--- Given entries ---

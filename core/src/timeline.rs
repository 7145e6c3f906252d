use crate::scene::Rgb;

pub const NODE_IDLE_FILL: Rgb = Rgb::new(0xa8, 0xa2, 0x9e);
pub const NODE_STROKE: Rgb = Rgb::new(0xff, 0xff, 0xff);
pub const AXIS_COLOR: Rgb = Rgb::new(0x57, 0x53, 0x4e);
pub const GLOW_ALPHA: f64 = 0.3;
pub const LABEL_FONT_ACTIVE: &str = "bold 14px sans-serif";
pub const LABEL_FONT_IDLE: &str = "12px sans-serif";

#[derive(Clone, Copy, Debug, PartialEq)]
pub struct TimelineStyle {
    pub padding: f64,
    pub base_radius: f64,
    pub active_radius: f64,
    pub glow_radius: f64,
    pub stroke_width: f64,
    pub line_width: f64,
    /// Max pointer distance from a node center that still counts as a click.
    pub hit_radius: f64,
    pub label_offset: f64,
}

impl Default for TimelineStyle {
    fn default() -> Self {
        Self {
            padding: 60.0,
            base_radius: 8.0,
            active_radius: 12.0,
            glow_radius: 25.0,
            stroke_width: 2.0,
            line_width: 4.0,
            hit_radius: 30.0,
            label_offset: 25.0,
        }
    }
}

/// Node placement for a surface of logical size `width` x `height`.
#[derive(Clone, Copy, Debug, PartialEq)]
pub struct TimelineLayout {
    pub width: f64,
    pub height: f64,
    pub padding: f64,
    pub count: usize,
}

impl TimelineLayout {
    pub fn new(width: f64, height: f64, padding: f64, count: usize) -> Self {
        Self {
            width: width.max(0.0),
            height: height.max(0.0),
            padding,
            count,
        }
    }

    pub fn center_y(&self) -> f64 {
        self.height * 0.5
    }

    pub fn spacing(&self) -> f64 {
        if self.count < 2 {
            return 0.0;
        }
        (self.width - self.padding * 2.0) / (self.count - 1) as f64
    }

    pub fn node_x(&self, index: usize) -> Option<f64> {
        if index >= self.count {
            return None;
        }
        if self.count == 1 {
            return Some(self.width * 0.5);
        }
        Some(self.padding + index as f64 * self.spacing())
    }

    pub fn node_center(&self, index: usize) -> Option<(f64, f64)> {
        self.node_x(index).map(|x| (x, self.center_y()))
    }

    pub fn nodes(&self) -> impl Iterator<Item = (f64, f64)> + '_ {
        (0..self.count).filter_map(move |index| self.node_center(index))
    }

    /// Endpoints of the axis line: first and last node x.
    pub fn axis(&self) -> Option<(f64, f64)> {
        let first = self.node_x(0)?;
        let last = self.node_x(self.count - 1)?;
        Some((first, last))
    }

    /// Index of the nearest node strictly within `hit_radius` of the point.
    /// Equidistant nodes resolve to the lowest index.
    pub fn hit_test(&self, x: f64, y: f64, hit_radius: f64) -> Option<usize> {
        let mut best: Option<(usize, f64)> = None;
        for (index, (node_x, node_y)) in self.nodes().enumerate() {
            let dist = (x - node_x).hypot(y - node_y);
            if dist >= hit_radius {
                continue;
            }
            match best {
                Some((_, best_dist)) if best_dist <= dist => {}
                _ => best = Some((index, dist)),
            }
        }
        best.map(|(index, _)| index)
    }
}

#[derive(Clone, Copy, Debug, PartialEq)]
pub struct NodePaint {
    pub radius: f64,
    pub fill: Rgb,
    pub glow_radius: Option<f64>,
    pub label_font: &'static str,
    pub label_color: Rgb,
}

pub fn node_paint(active: bool, accent: Rgb, style: &TimelineStyle) -> NodePaint {
    if active {
        NodePaint {
            radius: style.active_radius,
            fill: accent,
            glow_radius: Some(style.glow_radius),
            label_font: LABEL_FONT_ACTIVE,
            label_color: NODE_STROKE,
        }
    } else {
        NodePaint {
            radius: style.base_radius,
            fill: NODE_IDLE_FILL,
            glow_radius: None,
            label_font: LABEL_FONT_IDLE,
            label_color: NODE_IDLE_FILL,
        }
    }
}

#[cfg(test)]
mod tests {
    use super::*;

    fn assert_close(actual: f64, expected: f64) {
        let delta = (actual - expected).abs();
        assert!(
            delta <= 1e-9,
            "expected {:.6} got {:.6} (delta {:.6})",
            expected,
            actual,
            delta
        );
    }

    #[test]
    fn five_nodes_evenly_spaced() {
        let layout = TimelineLayout::new(1000.0, 128.0, 60.0, 5);
        let xs: Vec<f64> = layout.nodes().map(|(x, _)| x).collect();
        let expected = [60.0, 280.0, 500.0, 720.0, 940.0];
        assert_eq!(xs.len(), expected.len());
        for (actual, expected) in xs.iter().zip(expected) {
            assert_close(*actual, expected);
        }
        for (_, y) in layout.nodes() {
            assert_close(y, 64.0);
        }
        assert_eq!(layout.axis(), Some((60.0, 940.0)));
    }

    #[test]
    fn single_node_is_centered() {
        let layout = TimelineLayout::new(400.0, 100.0, 60.0, 1);
        assert_eq!(layout.node_center(0), Some((200.0, 50.0)));
        assert_eq!(layout.axis(), Some((200.0, 200.0)));
        assert_eq!(layout.node_x(1), None);
    }

    #[test]
    fn empty_layout_has_no_nodes() {
        let layout = TimelineLayout::new(400.0, 100.0, 60.0, 0);
        assert_eq!(layout.nodes().count(), 0);
        assert_eq!(layout.axis(), None);
        assert_eq!(layout.hit_test(200.0, 50.0, 30.0), None);
    }

    #[test]
    fn hit_test_picks_node_within_radius() {
        let layout = TimelineLayout::new(1000.0, 128.0, 60.0, 5);
        assert_eq!(layout.hit_test(500.0, 64.0, 30.0), Some(2));
        assert_eq!(layout.hit_test(520.0, 80.0, 30.0), Some(2));
        assert_eq!(layout.hit_test(61.0, 60.0, 30.0), Some(0));
    }

    #[test]
    fn hit_test_misses_outside_radius() {
        let layout = TimelineLayout::new(1000.0, 128.0, 60.0, 5);
        assert_eq!(layout.hit_test(390.0, 64.0, 30.0), None);
        assert_eq!(layout.hit_test(500.0, 64.0 + 30.0, 30.0), None);
        assert_eq!(layout.hit_test(500.0, 0.0, 30.0), None);
    }

    #[test]
    fn hit_test_tie_resolves_to_lowest_index() {
        let layout = TimelineLayout::new(200.0, 100.0, 0.0, 3);
        // nodes at 0, 100, 200; midpoint between the first two
        assert_eq!(layout.hit_test(50.0, 50.0, 60.0), Some(0));
        assert_eq!(layout.hit_test(150.0, 50.0, 60.0), Some(1));
    }

    #[test]
    fn resize_recomputes_spacing() {
        let narrow = TimelineLayout::new(600.0, 128.0, 60.0, 5);
        let wide = TimelineLayout::new(1400.0, 128.0, 60.0, 5);
        for layout in [narrow, wide] {
            let xs: Vec<f64> = layout.nodes().map(|(x, _)| x).collect();
            assert_close(xs[0], 60.0);
            assert_close(xs[4], layout.width - 60.0);
            for pair in xs.windows(2) {
                assert_close(pair[1] - pair[0], layout.spacing());
            }
        }
        assert_close(narrow.spacing(), 120.0);
        assert_close(wide.spacing(), 320.0);
    }

    #[test]
    fn active_node_paint_uses_accent() {
        let style = TimelineStyle::default();
        let accent = Rgb::new(0xef, 0x44, 0x44);
        let active = node_paint(true, accent, &style);
        assert_eq!(active.fill, accent);
        assert_eq!(active.radius, 12.0);
        assert_eq!(active.glow_radius, Some(25.0));
        let idle = node_paint(false, accent, &style);
        assert_eq!(idle.fill, NODE_IDLE_FILL);
        assert_eq!(idle.radius, 8.0);
        assert_eq!(idle.glow_radius, None);
    }
}
use crate::meter::MeterThresholds;
use crate::particles::ParticleSettings;
use crate::timeline::TimelineStyle;

#[derive(Clone, Copy, Debug, Default, PartialEq)]
pub struct PresentationSettings {
    pub timeline: TimelineStyle,
    pub particles: ParticleSettings,
    pub meter: MeterThresholds,
}
use std::cell::RefCell;

use roaring_flame_core::PresentationSettings;

const MAX_PARTICLES: usize = 500;

thread_local! {
    static SETTINGS: RefCell<Option<PresentationSettings>> = RefCell::new(None);
}

pub(crate) fn set_settings(settings: PresentationSettings) {
    SETTINGS.with(|slot| {
        *slot.borrow_mut() = Some(settings);
    });
}

pub(crate) fn settings() -> PresentationSettings {
    SETTINGS
        .with(|slot| *slot.borrow())
        .unwrap_or_else(load_settings)
}

pub(crate) fn load_settings() -> PresentationSettings {
    let mut settings = PresentationSettings::default();
    if let Some(count) = parse_particle_count(option_env!("ROARING_FLAME_PARTICLES")) {
        settings.particles.count = count;
    }
    settings
}

fn parse_particle_count(raw: Option<&str>) -> Option<usize> {
    let count = raw?.trim().parse::<usize>().ok()?;
    Some(count.min(MAX_PARTICLES))
}

/// Seed for the ember field. Fixed when `ROARING_FLAME_SEED` is set at build
/// time, otherwise drawn from the clock.
pub(crate) fn ember_seed() -> u64 {
    if let Some(seed) = option_env!("ROARING_FLAME_SEED").and_then(|raw| raw.trim().parse::<u64>().ok()) {
        return seed;
    }
    let now = js_sys::Date::now();
    let jitter = js_sys::Math::random();
    (now as u64).rotate_left(17) ^ (jitter * u32::MAX as f64) as u64
}

#[cfg(test)]
mod tests {
    use super::*;

    #[test]
    fn particle_count_override() {
        assert_eq!(parse_particle_count(None), None);
        assert_eq!(parse_particle_count(Some(" 80 ")), Some(80));
        assert_eq!(parse_particle_count(Some("lots")), None);
        assert_eq!(parse_particle_count(Some("100000")), Some(MAX_PARTICLES));
    }
}
//! Loading overlay shipped in `index.html`, updated while the app mounts.

#[cfg(target_arch = "wasm32")]
use std::cell::Cell;

#[cfg(target_arch = "wasm32")]
use web_sys::Element;

#[cfg(target_arch = "wasm32")]
const OVERLAY_ID: &str = "boot-overlay";

#[cfg(target_arch = "wasm32")]
thread_local! {
    static READY_SENT: Cell<bool> = Cell::new(false);
}

#[cfg(target_arch = "wasm32")]
fn with_overlay<F: FnOnce(&Element)>(action: F) {
    let Some(document) = web_sys::window().and_then(|window| window.document()) else {
        return;
    };
    let Some(overlay) = document.get_element_by_id(OVERLAY_ID) else {
        return;
    };
    action(&overlay);
}

#[cfg(target_arch = "wasm32")]
fn set_slot(overlay: &Element, selector: &str, text: &str) {
    if let Ok(Some(slot)) = overlay.query_selector(selector) {
        slot.set_text_content(Some(text));
    }
}

pub(crate) fn set_phase(label: &str, detail: &str) {
    #[cfg(target_arch = "wasm32")]
    {
        with_overlay(|overlay| {
            let _ = overlay.set_attribute("data-phase", label);
            set_slot(overlay, ".boot-phase", label);
            set_slot(overlay, ".boot-detail", detail);
        });
    }
    #[cfg(not(target_arch = "wasm32"))]
    let _ = (label, detail);
}

pub(crate) fn fail(code: &str, message: &str, hint: &str) {
    #[cfg(target_arch = "wasm32")]
    {
        gloo::console::warn!("boot failed", code, message);
        with_overlay(|overlay| {
            let _ = overlay.set_attribute("data-state", "failed");
            let _ = overlay.set_attribute("data-code", code);
            set_slot(overlay, ".boot-phase", message);
            set_slot(overlay, ".boot-detail", hint);
        });
    }
    #[cfg(not(target_arch = "wasm32"))]
    let _ = (code, message, hint);
}

pub(crate) fn ready() {
    #[cfg(target_arch = "wasm32")]
    {
        let already_sent = READY_SENT.with(|flag| flag.replace(true));
        if already_sent {
            return;
        }
        with_overlay(|overlay| overlay.remove());
    }
}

---

### Task to complete
Search the data for the string "detail" and copy each line where it appears.

### Solution to this task
pub(crate) fn set_phase(label: &str, detail: &str) {
            set_slot(overlay, ".boot-detail", detail);
    let _ = (label, detail);
            set_slot(overlay, ".boot-detail", hint);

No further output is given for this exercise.